# Tankless flushing and descaling



## rocksteady

Is there a particular pump that is recommended for descaling tankless heaters, or will any one work? I was thinking of using an old recirc. pump or something like that. Also, what do you guys use? At the last place I worked we had some commercially available mixture of chemicals but I've also heard vinegar works fine. I need to do mine at home but also want to gather the stuff I need to start pushing descaling/flushing for a few heaters I've installed in the past.





Paul


----------



## Tankless

I use a little pond pump. It's a bigger style and a higher quality but that's cuz I use it every week. I can flow about 2.5 to 2.8 gpm through the heater. I think I paid about 125 for it. I made up my own hoses as well. I was thinking of re-doing it a little. I have a bunch of grundfos pumps laying around and I think I could make some kind of bracket or something to mount on a bucket. I run a mix of CLR. It just depends on the water, the age the way in which the heater was being used (how high the temp was set to) and if there was a recirc or not. Latley I have been using a really strong mixes to try and get some of these heaters back from the dead. Vinigar isn't nearly strong enough, unless you want to flush the unit for 4 hours and replace the vinigar half way through. I got it down with CLR and how the color changes versus how calcified the unit was.

I would say no more than 3 or 4 gpm MAX.


----------



## rocksteady

Great, thanks. That's exactly what I needed to know. I realize it depends on the build up but about how long does it seem to take to descale a heater that hasn't been totally neglected?





Paul


----------



## Tankless

My typical is about an hour. I'll write up how I do them...it's the same for all tankless heaters. I gotta run right now./


----------



## Tankless

well, first things first. Know the unit you're about to work on. Know the error codes and how to find them. Have parts on you to make the flush easier (Iso valves...3/4" copper / fittings that sort of thing). Check the heater, make sure it works and like always never believe anything a homeowner says...they are F-ing liars. I offer them 2 ways to do the flush, one is the cheaper one...I show up and flush the unit and that's it. This is assuming they have iso valves. It costs X. Or I have the more detailed service where I flush the unit, pull the fan, gas mani system, clean the ignighter and flame rod(s). I also pull the servo valves and inspect them for proper movement. Pull the flow sensor and take it apart to inspect for damage. I also pull the venting and inspect the exchanger for condensate damage and corrosion in general. I'm looking for future issues with that one. I also check the manifold pressures and readjust as needed. This service cost X.

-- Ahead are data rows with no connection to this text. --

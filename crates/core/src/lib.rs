//! LendLedger Core - Domain types
//!
//! This crate contains the fundamental types used across LendLedger:
//! - `Amount`: Non-negative decimal wrapper for financial amounts
//! - `Asset`: Type-safe asset codes for lendable/borrowable assets
//! - `AccountId`: Validated account identifier

pub mod account;
pub mod amount;
pub mod asset;

pub use account::AccountId;
pub use amount::Amount;
pub use asset::Asset;
pub mod dto;
pub mod imaging;
pub mod ports;
pub mod sampler;
pub mod services;
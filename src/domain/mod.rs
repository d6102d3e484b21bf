pub mod catalog;
pub mod detection;
pub mod errors;
pub mod model;
pub mod summary;
pub mod upload;
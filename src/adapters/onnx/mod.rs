pub mod postprocess;
#[cfg(feature = "onnx")]
pub mod yolo_engine;
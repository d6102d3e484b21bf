use image::RgbImage;
use std::path::Path;
use std::sync::Arc;
use std::time::Instant;
use tracing::{debug, warn};

use crate::{
    application::{
        dto::{ImageAnalysis, LabeledScore, Size, VideoAnalysis},
        imaging,
        ports::{Detector, VideoInfo, VideoOpener},
        sampler::{FrameSampler, SampledFrame},
    },
    domain::{
        catalog::ClassCatalog,
        detection::{normalize, Detection, FrameResult},
        errors::{DomainError, DomainResult},
        model::{FramePolicy, InferenceParams, SamplingOptions},
        summary::{describe_frame, summarize_detections, DetectionStats},
    },
};

#[derive(Debug, Clone, PartialEq)]
pub struct ImagePrediction {
    pub inference_time_ms: u64,
    pub detections: Vec<Detection>,
}

#[derive(Debug, Clone, PartialEq)]
pub struct VideoPrediction {
    pub frames_processed: u64,
    pub inference_time_ms: u64,
    pub summary: Vec<FrameResult>,
    pub info: VideoInfo,
}

/// Runs the detector over a persisted upload and assembles the per-request result.
/// Shared by the JSON API and the dashboard.
pub struct AggregationPipeline {
    detector: Arc<dyn Detector>,
    videos: Arc<dyn VideoOpener>,
    frame_policy: FramePolicy,
}

impl AggregationPipeline {
    pub fn new(detector: Arc<dyn Detector>, videos: Arc<dyn VideoOpener>, frame_policy: FramePolicy) -> Self {
        Self { detector, videos, frame_policy }
    }

    pub fn class_catalog(&self) -> &ClassCatalog {
        self.detector.class_catalog()
    }

    /// One detector call on an in-memory frame, normalized.
    pub fn detect_frame(&self, image: &RgbImage, params: &InferenceParams) -> DomainResult<Vec<Detection>> {
        let raw = self.detector.infer(image, params).map_err(|e| match e {
            DomainError::Inference(_) => e,
            other => DomainError::Inference(other.to_string()),
        })?;
        Ok(normalize(&raw, self.detector.class_catalog()))
    }

    /// Image mode. Decoding counts as part of inference: an unreadable file is
    /// an inference failure, as if the detector had been handed it directly.
    pub fn run_image(&self, path: &Path, params: &InferenceParams) -> DomainResult<ImagePrediction> {
        let started = Instant::now();
        let image = imaging::decode_file(path)
            .map_err(|e| DomainError::Inference(format!("cannot read image: {e}")))?;
        let detections = self.detect_frame(&image, params)?;
        let inference_time_ms = elapsed_ms(started);

        debug!(count = detections.len(), inference_time_ms, "image processed");
        Ok(ImagePrediction { inference_time_ms, detections })
    }

    /// Video mode. Frame results come back in sampling order.
    ///
    /// A frame that cannot be read ends the stream: the frames sampled so far
    /// are returned and the failure is only logged.
    pub fn run_video(
        &self,
        path: &Path,
        params: &InferenceParams,
        sampling: &SamplingOptions,
    ) -> DomainResult<VideoPrediction> {
        let source = self.videos.open(path)?;
        let info = source.info();
        let sampler = FrameSampler::new(source, sampling.stride(), sampling.max_frames());

        let started = Instant::now();
        let mut summary = Vec::new();

        for sampled in sampler {
            let SampledFrame { index, image } = match sampled {
                Ok(frame) => frame,
                Err(e) => {
                    warn!(frames = summary.len(), error = %e, "video stream cut short, keeping frames read so far");
                    break;
                }
            };
            let image = match sampling.max_frame_dimensions() {
                Some((w, h)) => imaging::fit_within(image, w, h),
                None => image,
            };

            match self.detect_frame(&image, params) {
                Ok(detections) => summary.push(FrameResult { frame_index: index, detections, error: None }),
                Err(e) if !self.frame_policy.abort_on_frame_error => {
                    warn!(frame_index = index, error = %e, "frame skipped after detector failure");
                    summary.push(FrameResult {
                        frame_index: index,
                        detections: Vec::new(),
                        error: Some(e.to_string()),
                    });
                }
                Err(e) => return Err(e),
            }
        }

        let inference_time_ms = elapsed_ms(started);
        debug!(frames = summary.len(), inference_time_ms, "video processed");

        Ok(VideoPrediction {
            frames_processed: summary.len() as u64,
            inference_time_ms,
            summary,
            info,
        })
    }
}

fn elapsed_ms(started: Instant) -> u64 {
    started.elapsed().as_millis() as u64
}

/// Use cases behind the browser dashboard.
#[derive(Clone)]
pub struct DashboardService {
    pipeline: Arc<AggregationPipeline>,
}

impl DashboardService {
    pub const IMAGE_DISPLAY_BOUNDS: (u32, u32) = (600, 500);
    pub const VIDEO_STRIDE: u64 = 10;
    pub const VIDEO_FRAME_BOUNDS: (u32, u32) = (640, 480);
    pub const SUMMARY_LINES: usize = 50;

    pub fn new(pipeline: Arc<AggregationPipeline>) -> Self {
        Self { pipeline }
    }

    /// Downsizes for display, detects on the displayed image and renders outlines.
    pub fn analyze_image(&self, path: &Path) -> DomainResult<ImageAnalysis> {
        let original = imaging::decode_file(path)
            .map_err(|e| DomainError::Validation(format!("cannot decode image: {e}")))?;
        let original_size = size_of(&original);

        let (max_w, max_h) = Self::IMAGE_DISPLAY_BOUNDS;
        let display = imaging::fit_within(original, max_w, max_h);
        let display_size = size_of(&display);

        let detections = self.pipeline.detect_frame(&display, &InferenceParams::default())?;

        let mut annotated = display.clone();
        imaging::draw_detections(&mut annotated, &detections);

        let stats = DetectionStats::of(&detections);
        let message = stats.is_none().then(|| "no objects detected".to_string());

        Ok(ImageAnalysis {
            original_size,
            display_size,
            resized: original_size != display_size,
            original_png: imaging::png_base64(&display).map_err(encode_error)?,
            annotated_png: imaging::png_base64(&annotated).map_err(encode_error)?,
            headline: summarize_detections(&detections),
            detections: detections
                .into_iter()
                .map(|d| LabeledScore { label: d.class_name, confidence: d.confidence })
                .collect(),
            stats,
            message,
        })
    }

    /// Every tenth frame of the whole video, each downsized before detection.
    pub fn analyze_video(&self, path: &Path) -> DomainResult<VideoAnalysis> {
        let (max_w, max_h) = Self::VIDEO_FRAME_BOUNDS;
        let sampling = SamplingOptions::unbounded(Self::VIDEO_STRIDE)?.with_max_frame_dimensions(max_w, max_h);

        let prediction = self
            .pipeline
            .run_video(path, &InferenceParams::default(), &sampling)?;

        let total_detections: usize = prediction.summary.iter().map(|f| f.detections.len()).sum();
        let mean_per_frame = if prediction.frames_processed == 0 {
            0.0
        } else {
            total_detections as f64 / prediction.frames_processed as f64
        };

        Ok(VideoAnalysis {
            total_frames: prediction.info.frame_count,
            fps: prediction.info.fps,
            frames_analyzed: prediction.frames_processed,
            total_detections,
            mean_per_frame,
            inference_time_ms: prediction.inference_time_ms,
            lines: prediction
                .summary
                .iter()
                .take(Self::SUMMARY_LINES)
                .map(describe_frame)
                .collect(),
        })
    }
}

fn size_of(image: &RgbImage) -> Size {
    Size { width: image.width(), height: image.height() }
}

fn encode_error(e: image::ImageError) -> DomainError {
    DomainError::Inference(format!("cannot encode image: {e}"))
}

Can you imagine all the things I can learn by doing this? it takes less than an hour (well, now it does) and I very often wind up doing more than just a service. I've done prolly about 100 or so full service calls, and maybe 30 of the basic. Most of the basics are my installs that have soft water and a proper installation. When those things exist, there is no need to pull everything. When I walk up to this:









That's a different story. $600 for this one spent 3 hrs on it.









Make sense?


----------



## rocksteady

Makes total sense. :thumbsup: Thank you.


I'll be working on Rinnai's 90% of the time as that's what the supply houses stock around here. I'm sure I'll end up working on whatever crap Lowes sells since they just opened a store a few months ago here. We'll see how quickly the junk starts to surface. I've taken a Rinnai apart a number of times and replaced probably half a dozen heat exchangers, some solenoids and maybe 2 gas valves. I wouldn't even think of myself as a tankless expert but I don't feel overwhelmed inside a Rinnai anymore. The other brands? Not so much. I'm not afraid of them but I don't have service manuals for them and don't know the codes so I'm at a disadvantage when they show up but like I said, Rinnai's are what's installed in this area predominately. I think I remember you saying it's best to flush them with the power on and the gas turned off? Otherwise the solution bypasses the heat exchanger?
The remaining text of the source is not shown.